Federal Chancellor Olaf Scholz learned more about the advancement of hydrogen technology from the business in charge of running the Höchst industrial park in Frankfurt am Main during his visit.
Olaf Scholz, the federal chancellor, visited the Industriepark Höchst to learn more about the infrastructure for hydrogen. Director of Infraserv, Dr. Joachim Kreysing gave the Chancellor a tour of the 4.6 square kilometers industrial area and also gave him the first hydrogen filling station for passenger trains in Hesse, which is being built in the industrial park and where, by the end of the year, the world’s largest fuel cell train fleet will be refueled. The Rhein-Main-Verkehrsverbund will begin using 27 hydrogen-powered regional trains by the end of 2022. These trains will refuel in Industriepark Höchst. The actions of the Ineratec firm, which intends to construct a power-to-liquid plant in the Höchst Industrial Park, were another important issue.
The Chancellor declared, “We will advance hydrogen technology swiftly and use it for many types of transportation, in the interests of sustainability but also to become more independent in terms of energy supply.” “As you can see, we’re not discussing tomorrow’s technologies here in Industriepark Höchst. Utilizing hydrogen is now a reality here.

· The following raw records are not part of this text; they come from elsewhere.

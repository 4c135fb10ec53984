//! Cache backing stores.
//!
//! A store maps cache keys to [`StorageValue`]s. Lookups take an optional
//! TTL: with `None` the entry is returned whatever its age, with `Some(ttl)`
//! an entry older than `ttl` comes back as an `empty` marker, which the
//! cache plugin treats as a miss.

use std::collections::HashMap;
use std::path::{Path, PathBuf};
use std::sync::Mutex;
use std::time::Duration;

use async_trait::async_trait;
use serde::{Deserialize, Serialize};
use serde_json::Value;

use crate::error::CacheStoreError;

/// Freshness of a stored entry.
#[derive(Debug, Clone, Copy, PartialEq, Eq, Serialize, Deserialize)]
#[serde(rename_all = "lowercase")]
pub enum StorageState {
    /// Fresh entry.
    Cached,
    /// Entry kept past its freshness window.
    Stale,
    /// No usable data.
    Empty,
}

/// A cached response with its metadata.
#[derive(Debug, Clone, PartialEq, Serialize, Deserialize)]
#[serde(rename_all = "camelCase")]
pub struct StorageValue {
    /// Freshness of the entry.
    pub state: StorageState,
    /// The cached response.
    #[serde(default)]
    pub data: Value,
    /// Creation time, milliseconds since the Unix epoch.
    pub created_at: i64,
    /// TTL the entry was stored with, in milliseconds.
    #[serde(default, skip_serializing_if = "Option::is_none")]
    pub ttl: Option<u64>,
}

impl StorageValue {
    /// A fresh entry created now.
    pub fn cached(data: Value, ttl: Duration) -> Self {
        Self {
            state: StorageState::Cached,
            data,
            created_at: now_millis(),
            ttl: Some(duration_millis(ttl)),
        }
    }

    /// The miss marker.
    pub fn empty() -> Self {
        Self {
            state: StorageState::Empty,
            data: Value::Null,
            created_at: now_millis(),
            ttl: None,
        }
    }

    /// Whether this value can answer a call.
    pub fn is_hit(&self) -> bool {
        self.state != StorageState::Empty
    }

    /// Whether the entry is older than `ttl` at `now` (milliseconds).
    pub fn is_expired_at(&self, ttl: Duration, now: i64) -> bool {
        let age = now.saturating_sub(self.created_at);
        age > i64::try_from(duration_millis(ttl)).unwrap_or(i64::MAX)
    }
}

fn now_millis() -> i64 {
    chrono::Utc::now().timestamp_millis()
}

fn duration_millis(duration: Duration) -> u64 {
    u64::try_from(duration.as_millis()).unwrap_or(u64::MAX)
}

/// Apply lookup-TTL semantics to a raw entry.
fn resolve(entry: Option<&StorageValue>, ttl: Option<Duration>) -> Option<StorageValue> {
    let entry = entry?;
    match ttl {
        Some(ttl) if entry.is_expired_at(ttl, now_millis()) => Some(StorageValue::empty()),
        _ => Some(entry.clone()),
    }
}

/// Key/value store behind the cache plugin.
#[async_trait]
pub trait CacheStorage: Send + Sync {
    /// Look up `key`. `ttl: None` ignores expiry.
    async fn get(&self, key: &str, ttl: Option<Duration>)
        -> Result<Option<StorageValue>, CacheStoreError>;

    /// Store `data` under `key` as a fresh entry.
    async fn set(&self, key: &str, data: Value, ttl: Duration) -> Result<(), CacheStoreError>;

    /// Remove one entry.
    async fn remove(&self, key: &str) -> Result<(), CacheStoreError>;

    /// Remove every entry.
    async fn clear(&self) -> Result<(), CacheStoreError>;
}

/// In-memory store. Contents are lost with the process.
#[derive(Debug, Default)]
pub struct MemoryStorage {
    entries: Mutex<HashMap<String, StorageValue>>,
}

impl MemoryStorage {
    /// Create an empty store.
    pub fn new() -> Self {
        Self::default()
    }

    /// Put a raw entry, metadata included.
    pub fn insert(&self, key: &str, value: StorageValue) {
        self.entries
            .lock()
            .expect("cache lock poisoned")
            .insert(key.to_string(), value);
    }

    /// Number of entries.
    pub fn len(&self) -> usize {
        self.entries.lock().expect("cache lock poisoned").len()
    }

    /// Whether the store is empty.
    pub fn is_empty(&self) -> bool {
        self.len() == 0
    }
}

#[async_trait]
impl CacheStorage for MemoryStorage {
    async fn get(
        &self,
        key: &str,
        ttl: Option<Duration>,
    ) -> Result<Option<StorageValue>, CacheStoreError> {
        let entries = self.entries.lock().expect("cache lock poisoned");
        Ok(resolve(entries.get(key), ttl))
    }

    async fn set(&self, key: &str, data: Value, ttl: Duration) -> Result<(), CacheStoreError> {
        self.insert(key, StorageValue::cached(data, ttl));
        Ok(())
    }

    async fn remove(&self, key: &str) -> Result<(), CacheStoreError> {
        self.entries.lock().expect("cache lock poisoned").remove(key);
        Ok(())
    }

    async fn clear(&self) -> Result<(), CacheStoreError> {
        self.entries.lock().expect("cache lock poisoned").clear();
        Ok(())
    }
}

/// Store persisted as a single JSON file.
///
/// Entries live in memory and the whole map is rewritten on every change,
/// with owner-only permissions on Unix.
#[derive(Debug)]
pub struct FileStorage {
    path: PathBuf,
    entries: tokio::sync::Mutex<HashMap<String, StorageValue>>,
}

impl FileStorage {
    /// Open the store at `path`, loading existing entries. A missing file
    /// is an empty store.
    pub fn open(path: impl Into<PathBuf>) -> Result<Self, CacheStoreError> {
        let path = path.into();
        let entries = if path.exists() {
            let contents = std::fs::read_to_string(&path)?;
            serde_json::from_str(&contents)?
        } else {
            HashMap::new()
        };
        log::debug!(
            "[FileStorage] Loaded {} entries from {}",
            entries.len(),
            path.display()
        );
        Ok(Self {
            path,
            entries: tokio::sync::Mutex::new(entries),
        })
    }

    /// Backing file path.
    pub fn path(&self) -> &Path {
        &self.path
    }

    /// Put a raw entry, metadata included.
    pub async fn insert(&self, key: &str, value: StorageValue) -> Result<(), CacheStoreError> {
        let mut entries = self.entries.lock().await;
        entries.insert(key.to_string(), value);
        self.persist(&entries).await
    }

    async fn persist(&self, entries: &HashMap<String, StorageValue>) -> Result<(), CacheStoreError> {
        if let Some(parent) = self.path.parent() {
            tokio::fs::create_dir_all(parent).await?;
        }
        let contents = serde_json::to_string_pretty(entries)?;
        tokio::fs::write(&self.path, contents).await?;

        #[cfg(unix)]
        {
            use std::os::unix::fs::PermissionsExt;
            tokio::fs::set_permissions(&self.path, std::fs::Permissions::from_mode(0o600)).await?;
        }
        Ok(())
    }
}

#[async_trait]
impl CacheStorage for FileStorage {
    async fn get(
        &self,
        key: &str,
        ttl: Option<Duration>,
    ) -> Result<Option<StorageValue>, CacheStoreError> {
        let entries = self.entries.lock().await;
        Ok(resolve(entries.get(key), ttl))
    }

    async fn set(&self, key: &str, data: Value, ttl: Duration) -> Result<(), CacheStoreError> {
        self.insert(key, StorageValue::cached(data, ttl)).await
    }

    async fn remove(&self, key: &str) -> Result<(), CacheStoreError> {
        let mut entries = self.entries.lock().await;
        if entries.remove(key).is_some() {
            self.persist(&entries).await?;
        }
        Ok(())
    }

    async fn clear(&self) -> Result<(), CacheStoreError> {
        let mut entries = self.entries.lock().await;
        entries.clear();
        self.persist(&entries).await
    }
}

Kreysing notified the Federal Chancellor about the Industriepark Höchst hydrogen hub, which produces around 50 million cubic meters of hydrogen annually. The chemical industry has always been a catalyst for innovation and will be crucial in creating long-term solutions for the world’s future energy needs. The chemical industry is the only sector that can provide immediate answers to the pressing problems of future energy supply and transportation concepts.
Managing Director of Ineratec, Dr. Tim Böltken, gave a presentation on the power-to-liquid project being carried out in Industriepark Höchst. From 2023, Ineratec will use the technologically advanced infrastructure of Industriepark Höchst to generate up to 3,500 tons of synthetic kerosene and chemical raw materials annually. The business will use the biogenic carbon dioxide (CO 2) generated at the site to create synthetic fuels, or so-called e-fuels, in the pioneer plant. These allow for the adoption of climate-neutral transportation ideas, particularly for aviation and shipping, said Böltken. “As a substitute for fuels and chemicals of fossil origin.